Challenge: Since the introduction of mobile technology in data collection and management e.g. use of table, the idea of near-real-time monitoring was born through use of CATI (computer assisted telephone interviewing) methods such as mVAM and others, but never has it been real like now after COVID-19 created barriers to the traditional data collection methods. This opportunity created by the pandemic should be extended beyond data colleciton using CATI to developing scientifically accepted methods on the use of remotely collected data e.g. sampling, in order to have acceptable evidence that informs policy. One of the challenges that remotely collected data face (mainly from academia) is mainly around representativeness and sampling.
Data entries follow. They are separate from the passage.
//! SGD Common Library
//!
//! Shared types for the singularity proximity detector: the proximity
//! level scale, the per-joint limit band tables, the fixed-capacity
//! joint position buffer, and the TOML configuration structures with
//! their error type.
//!
//! # Module Structure
//!
//! - [`consts`] - Compiled capacity limits and defaults
//! - [`level`] - `SingularityLevel` and `ScalingFactor`
//! - [`limits`] - `LimitBand`, `LimitTable`, `JointPositions`
//! - [`config`] - `DetectorConfig` TOML structures and `ConfigError`

pub mod config;
pub mod consts;
pub mod level;
pub mod limits;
Use case: In countries such as Yemen where traditional data collection is often a challenge due to conflict, the opportunity created is an acceptance by majority of stakeholders to expand the use of CATI methods in key informant interviews (KII) e.g. market price monitoring, agriculture extension services, desert locust monitoring and agriculture input survey as well as household food security and livelihood surveys. Such interviews are providing higher frequency data used to monitor the impact of the pandemic and can dynamically be adopted to new stressors and shocks as they emerge. Therefore, the use of remote data collection has a dual advantage in conflict countries i.e. high frequency data collection (although sample may be smaller – challenge stated above) and agility to monitor new shocks as they emerge.
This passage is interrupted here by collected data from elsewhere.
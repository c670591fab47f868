//! Replay position source for offline runs.
//!
//! Feeds the evaluation cycle from a CSV-style text file instead of a
//! live producer: one row of comma-separated joint positions per
//! cycle, a blank row for a cycle with no new sample, `#` lines as
//! comments. Parsing happens entirely at load time; polling is
//! allocation-free.

use heapless::Vec as FixedVec;

use sgd_common::consts::MAX_JOINTS;
use sgd_common::limits::JointPositions;

use crate::cycle::{Poll, PositionSource};

/// Replay file parse error.
#[derive(Debug)]
pub enum ReplayError {
    /// Replay file could not be read.
    Io { path: String, message: String },
    /// A row had the wrong number of values.
    FieldCount {
        line: usize,
        actual: usize,
        expected: usize,
    },
    /// A value failed to parse as a float.
    BadValue {
        line: usize,
        field: usize,
        value: String,
    },
}

impl std::fmt::Display for ReplayError {
    fn fmt(&self, f: &mut std::fmt::Formatter<'_>) -> std::fmt::Result {
        match self {
            Self::Io { path, message } => write!(f, "failed to read {path}: {message}"),
            Self::FieldCount {
                line,
                actual,
                expected,
            } => write!(
                f,
                "line {line}: {actual} values, should be: {expected}"
            ),
            Self::BadValue { line, field, value } => {
                write!(f, "line {line}, field {field}: not a number: {value:?}")
            }
        }
    }
}

impl std::error::Error for ReplayError {}

/// Pre-parsed replay rows, consumed one per cycle.
#[derive(Debug)]
pub struct ReplaySource {
    rows: Vec<Option<FixedVec<f64, MAX_JOINTS>>>,
    cursor: usize,
}

impl ReplaySource {
    /// Load a replay file. Every row must carry exactly `joint_count`
    /// values; blank rows mean "no new sample this cycle".
    pub fn load(path: &std::path::Path, joint_count: usize) -> Result<Self, ReplayError> {
        let text = std::fs::read_to_string(path).map_err(|e| ReplayError::Io {
            path: path.display().to_string(),
            message: e.to_string(),
        })?;
        Self::parse(&text, joint_count)
    }

    /// Parse replay rows from text (for testing).
    pub fn parse(text: &str, joint_count: usize) -> Result<Self, ReplayError> {
        let mut rows = Vec::new();
        for (idx, raw) in text.lines().enumerate() {
            let line = idx + 1;
            let trimmed = raw.trim();
            if trimmed.starts_with('#') {
                continue;
            }
            if trimmed.is_empty() {
                rows.push(None);
                continue;
            }

            let mut sample = FixedVec::new();
            let fields: Vec<&str> = trimmed.split(',').collect();
            if fields.len() != joint_count {
                return Err(ReplayError::FieldCount {
                    line,
                    actual: fields.len(),
                    expected: joint_count,
                });
            }
            for (field, raw_value) in fields.iter().enumerate() {
                let value: f64 = raw_value.trim().parse().map_err(|_| ReplayError::BadValue {
                    line,
                    field: field + 1,
                    value: raw_value.trim().to_string(),
                })?;
                // Capacity holds joint_count <= MAX_JOINTS values.
                let _ = sample.push(value);
            }
            rows.push(Some(sample));
        }
        Ok(Self { rows, cursor: 0 })
    }

    /// Number of cycles this replay drives.
    pub fn len(&self) -> usize {
        self.rows.len()
    }

    /// True if the replay contains no rows.
    pub fn is_empty(&self) -> bool {
        self.rows.is_empty()
    }
}

impl PositionSource for ReplaySource {
    fn try_latest(&mut self, out: &mut JointPositions) -> Poll {
        match self.rows.get(self.cursor) {
            Some(Some(sample)) => {
                self.cursor += 1;
                if out.copy_from(sample) {
                    Poll::NewSample
                } else {
                    // Row length is checked at parse time against the
                    // same joint count the buffer was sized with.
                    Poll::NoSample
                }
            }
            Some(None) => {
                self.cursor += 1;
                Poll::NoSample
            }
            None => Poll::Exhausted,
        }
    }
}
Design: Real-time monitoring systems should be designed in a simple and easy to use methods in order to be useful and easily adopted in the country. As mentioned above, the main challenge remains the extent to which analyses generated from such systems can be generalized to inform policy and other decision making. Unlike in development work where time is not a major factor, in humanitarian context time is of essence and quick turnaround from data collection to decision-making can mean life or death for large populations. Therefore, in such context, real-time monitoring should be designed in a way that allows, as much as possible, generalization that are solid and trust-worthy in as much as the statistical requirements of randomly selected sample are not fully met. In Yemen, due to lack of a sampling frame of telephone numbers, the current remote data collection utilizes information form past beneficiaries and using that list as a sampling frame, a small sample is selected for interviews.